Bob turned to his wife. The child, frightened by the sudden fall of the body, had run to his mother and buried his face in the folds of her white dress. At his first cry, without a look at the hideous thing that had once been the man she loved, Kate caught the boy in her arms, as if to shield him from contamination.
“You know him, darling?” asked Bob, in a low tone.
She shuddered in bending over the child that lay in her arms.
And as she raised her fair head from that pure kiss, the evening sun, which cast her shadow on the dead man, seemed to shed a glory on her face.
“But what of Binns and Bland? What of Carry?”
There is a little figure that is known well in sick rooms, in hospital wards, in prison cells. A quiet, slight figure, with soft brown hair, and large, brown eyes. She is very tender, and very gentle. They call her “Sister Caroline.”
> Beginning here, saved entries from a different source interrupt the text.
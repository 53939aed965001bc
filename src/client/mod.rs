//! Remote search endpoint adapter.
//!
//! [`SearchClient`] is the seam the orchestrator drives; [`HttpSearchClient`]
//! is the production implementation talking to a GitHub-compatible
//! `/search/repositories` endpoint. Clients never retry.

mod error;

pub use error::{body_excerpt, ErrorKind, SearchError, BODY_EXCERPT_CHARS, ERROR_BODY_READ_LIMIT};

use async_trait::async_trait;
use reqwest::header::{ACCEPT, AUTHORIZATION, USER_AGENT};
use reqwest::{Client, Response, Url};

use crate::config::ApiConfig;
use crate::model::{Query, ResultItem, SearchResponse};

/// Result of a single search: items in server order, or a typed failure.
pub type SearchOutcome = Result<Vec<ResultItem>, SearchError>;

const SEARCH_PATH: &str = "search/repositories";
const GITHUB_ACCEPT: &str = "application/vnd.github+json";

/// Stateless search adapter.
///
/// Implementations must be cancel-safe: dropping the returned future
/// abandons the request and releases its resources.
#[async_trait]
pub trait SearchClient: Send + Sync {
    async fn search(&self, query: &Query) -> SearchOutcome;
}

/// reqwest-backed [`SearchClient`].
pub struct HttpSearchClient {
    client: Client,
    endpoint: Url,
    user_agent: String,
    token: Option<String>,
}

impl HttpSearchClient {
    /// Build a client from API configuration.
    ///
    /// Fails if the base URL is not a valid absolute URL or the TLS backend
    /// cannot be initialised.
    pub fn new(api: &ApiConfig) -> Result<Self, ClientBuildError> {
        let endpoint = search_endpoint(&api.base_url)?;
        let client = Client::builder()
            .connect_timeout(api.connect_timeout())
            .timeout(api.request_timeout())
            .build()
            .map_err(ClientBuildError::Transport)?;

        Ok(Self {
            client,
            endpoint,
            user_agent: api.user_agent.clone(),
            token: api.token.clone(),
        })
    }

    /// Fully-qualified request URL for `query`.
    pub fn request_url(&self, query: &Query) -> Url {
        let mut url = self.endpoint.clone();
        url.query_pairs_mut().append_pair("q", query.as_str());
        url
    }
}

#[async_trait]
impl SearchClient for HttpSearchClient {
    async fn search(&self, query: &Query) -> SearchOutcome {
        let url = self.request_url(query);
        tracing::debug!(url = %url, "Sending search request");

        let mut builder = self
            .client
            .get(url)
            .header(ACCEPT, GITHUB_ACCEPT)
            .header(USER_AGENT, &self.user_agent);
        if let Some(token) = &self.token {
            builder = builder.header(AUTHORIZATION, format!("Bearer {}", token));
        }

        let response = builder
            .send()
            .await
            .map_err(|e| SearchError::from_transport(&e))?;

        let status = response.status();
        if !status.is_success() {
            let body = read_error_body(response)
                .await
                .map_err(|e| SearchError::from_transport(&e))?;
            return Err(SearchError::http(status.as_u16(), &body));
        }

        let body = response
            .bytes()
            .await
            .map_err(|e| SearchError::from_transport(&e))?;
        decode_items(&body)
    }
}

/// Decode a 2xx body into result items, preserving server order.
pub fn decode_items(body: &[u8]) -> SearchOutcome {
    if body.iter().all(u8::is_ascii_whitespace) {
        return Err(SearchError::Decode {
            message: "response body is empty".to_string(),
        });
    }

    let payload: SearchResponse =
        serde_json::from_slice(body).map_err(|e| SearchError::Decode {
            message: e.to_string(),
        })?;

    tracing::debug!(
        total_count = payload.total_count,
        returned = payload.items.len(),
        "Decoded search response"
    );

    Ok(payload.items.into_iter().map(ResultItem::from).collect())
}

/// Read at most [`ERROR_BODY_READ_LIMIT`] bytes of an error body.
async fn read_error_body(mut response: Response) -> Result<String, reqwest::Error> {
    let mut body = Vec::new();
    while body.len() < ERROR_BODY_READ_LIMIT {
        match response.chunk().await? {
            Some(chunk) => body.extend_from_slice(&chunk),
            None => break,
        }
    }
    body.truncate(ERROR_BODY_READ_LIMIT);
    Ok(String::from_utf8_lossy(&body).into_owned())
}

fn search_endpoint(base_url: &str) -> Result<Url, ClientBuildError> {
    // Url::join drops the last path segment unless the base ends with '/'.
    let base = if base_url.ends_with('/') {
        base_url.to_string()
    } else {
        format!("{}/", base_url)
    };
    Url::parse(&base)
        .and_then(|url| url.join(SEARCH_PATH))
        .map_err(|e| ClientBuildError::InvalidBaseUrl {
            url: base_url.to_string(),
            reason: e.to_string(),
        })
}

/// Errors raised while constructing an [`HttpSearchClient`].
#[derive(Debug, thiserror::Error)]
pub enum ClientBuildError {
    #[error("Invalid base URL '{url}': {reason}")]
    InvalidBaseUrl { url: String, reason: String },

    #[error("Failed to build HTTP client: {0}")]
    Transport(#[source] reqwest::Error),
}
Binns and Bland? what can I tell you more about them? Shall I tinker at the unfinished window in Aladdin’s tower, and strive to picture what might have been? Looking forward into the future, I might affect to see many things,—might tell you how virtue triumphed, and love was rewarded, in the good old storybook fashion; how, after lapse of years, poor Binns reaped the reward of his constancy and plebeian valour; how he did finally make for himself name and place, though not of the poetical sort he had longed for; and how poor old Bland, sitting by the cheerful fireside, with his friend’s youngest child upon his knee, would see, in the growing happiness of his friend’s useful though humble life, some sort of recompense for his own wasted youth and lonely middle age; might, perhaps, sometimes fancy that he discovered, somewhere in the clouds of his trusty meerschaum, the events of the past shaping themseves dimly into some sort of pictured allegory, showing how intellectual sin, though supported by all the advantages of rank and station and worldly honour, is not always first in the race against simple faith, and honesty, and truth; how each act, each word, has an effect either for good or ill upon our future, and will bring forth its own punishment or its own reward. All this and more I might affect to know, and from it point the moral which no good book should lack; but I like not to linger on the stage, a tiresome chorus, now that the actors have retired.
Poor Binns! Poor Bland!
But every man has a romance once in his life, and the story I have so lamely told you is theirs.